▸ **DATA LISTING**:
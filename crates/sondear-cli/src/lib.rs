//! Sondeador: command-line driver for the Sondear fuzzing engine.
//!
//! ## Usage
//!
//! ```bash
//! sondeador --unit MenuParser --namespace menu --timeout 30
//! sondeador -c MenuParser -p menu -t 10 --seed 42 --quiet
//! ```
//!
//! The driver resolves the named unit in the demo registry, fuzzes it
//! under a wall-clock timeout, writes the generated regression tests, and
//! emits console/XML/HTML/JSON coverage reports into the report
//! directory.

pub mod demo;
mod error;

pub use error::{CliError, CliResult};

use clap::Parser;
use sondear::coverage::formatters::{HtmlFormatter, XmlFormatter};
use sondear::coverage::render_console;
use sondear::testgen::TestFileWriter;
use sondear::{
    CoverageContext, CoverageSummary, FuzzingEngine, RenderProfile, Seed, TimeoutCondition,
};
use std::path::PathBuf;
use std::time::Duration;
use tracing::{error, info};

/// Command-line options.
#[derive(Debug, Parser)]
#[command(
    name = "sondeador",
    version,
    about = "Coverage-guided fuzzing with regression-test synthesis"
)]
pub struct Cli {
    /// Name of the unit to fuzz.
    #[arg(short = 'c', long = "unit")]
    pub unit: String,

    /// Namespace that contains the unit to fuzz.
    #[arg(short = 'p', long = "namespace")]
    pub namespace: String,

    /// Timeout in seconds for the fuzzing run.
    #[arg(short = 't', long, default_value = "10", value_parser = parse_timeout, allow_hyphen_values = true)]
    pub timeout: u64,

    /// Do not print the coverage table.
    #[arg(short, long, default_value_t = false)]
    pub quiet: bool,

    /// Session seed; derived from the clock when omitted.
    #[arg(long)]
    pub seed: Option<u64>,

    /// Directory for generated tests and coverage artifacts.
    #[arg(long, default_value = "fuzzing-report")]
    pub report_dir: PathBuf,
}

fn parse_timeout(text: &str) -> Result<u64, String> {
    let seconds: i64 = text
        .parse()
        .map_err(|_| "timeout must be an integer number of seconds".to_string())?;
    if seconds < 0 {
        return Err("timeout must be a non-negative number of seconds".to_string());
    }
    Ok(seconds as u64)
}

/// Run one fuzzing session for the configured target.
pub fn run(cli: &Cli) -> CliResult<()> {
    init_tracing(cli.quiet);

    let context = CoverageContext::new();
    let registry = demo::registry(&context);
    let unit = registry
        .resolve(&cli.namespace, &cli.unit)
        .map_err(|source| {
            error!(%source, available = ?registry.unit_names(), "cannot resolve target");
            CliError::from(source)
        })?;

    let seed = cli.seed.unwrap_or_else(clock_seed);
    info!(
        unit = %unit.qualified_name(),
        seed,
        timeout_secs = cli.timeout,
        "starting fuzzing session"
    );

    let mut engine = FuzzingEngine::new(
        Box::new(TimeoutCondition::new(Duration::from_secs(cli.timeout))),
        context.clone(),
        Seed::from_u64(seed),
    );
    engine.fuzz_unit(&unit);

    let result = engine
        .take_unit_result()
        .expect("a finished unit session always packages a result");

    let writer = TestFileWriter::default()
        .with_report_dir(&cli.report_dir)
        .with_profile(RenderProfile::new("registry()"));
    let test_path = writer.write_unit_tests(&result)?;
    info!(
        path = %test_path.display(),
        tests = result.results().len(),
        coverage = engine.current_coverage(),
        "wrote generated tests"
    );

    write_coverage_reports(&context, cli)?;
    Ok(())
}

fn write_coverage_reports(context: &CoverageContext, cli: &Cli) -> CliResult<()> {
    let snapshot = context.snapshot();

    if !cli.quiet {
        print!("{}", render_console(&snapshot));
    }

    std::fs::create_dir_all(&cli.report_dir)?;
    std::fs::write(
        cli.report_dir.join("coverage.xml"),
        XmlFormatter::new(&snapshot).generate(),
    )?;
    std::fs::write(
        cli.report_dir.join("index.html"),
        HtmlFormatter::new(&snapshot)
            .with_title(format!("Fuzzing coverage: {}::{}", cli.namespace, cli.unit))
            .generate(),
    )?;
    let summary = CoverageSummary::from_map(&snapshot);
    std::fs::write(
        cli.report_dir.join("coverage.json"),
        serde_json::to_string_pretty(&summary)?,
    )?;
    Ok(())
}

fn clock_seed() -> u64 {
    use std::time::{SystemTime, UNIX_EPOCH};
    SystemTime::now()
        .duration_since(UNIX_EPOCH)
        .map(|elapsed| elapsed.as_nanos() as u64)
        .unwrap_or(1)
}

fn init_tracing(quiet: bool) {
    use tracing_subscriber::EnvFilter;
    let default = if quiet { "warn" } else { "debug" };
    let filter =
        EnvFilter::try_from_default_env().unwrap_or_else(|_| EnvFilter::new(default));
    let _ = tracing_subscriber::fmt()
        .with_env_filter(filter)
        .with_writer(std::io::stderr)
        .try_init();
}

▸ **DIRECTIONS**: Whenever a line above contains "menu", copy that line.

▸ **ANSWER TO THE PROBLEM**:
//! sondeador --unit MenuParser --namespace menu --timeout 30
//! sondeador -c MenuParser -p menu -t 10 --seed 42 --quiet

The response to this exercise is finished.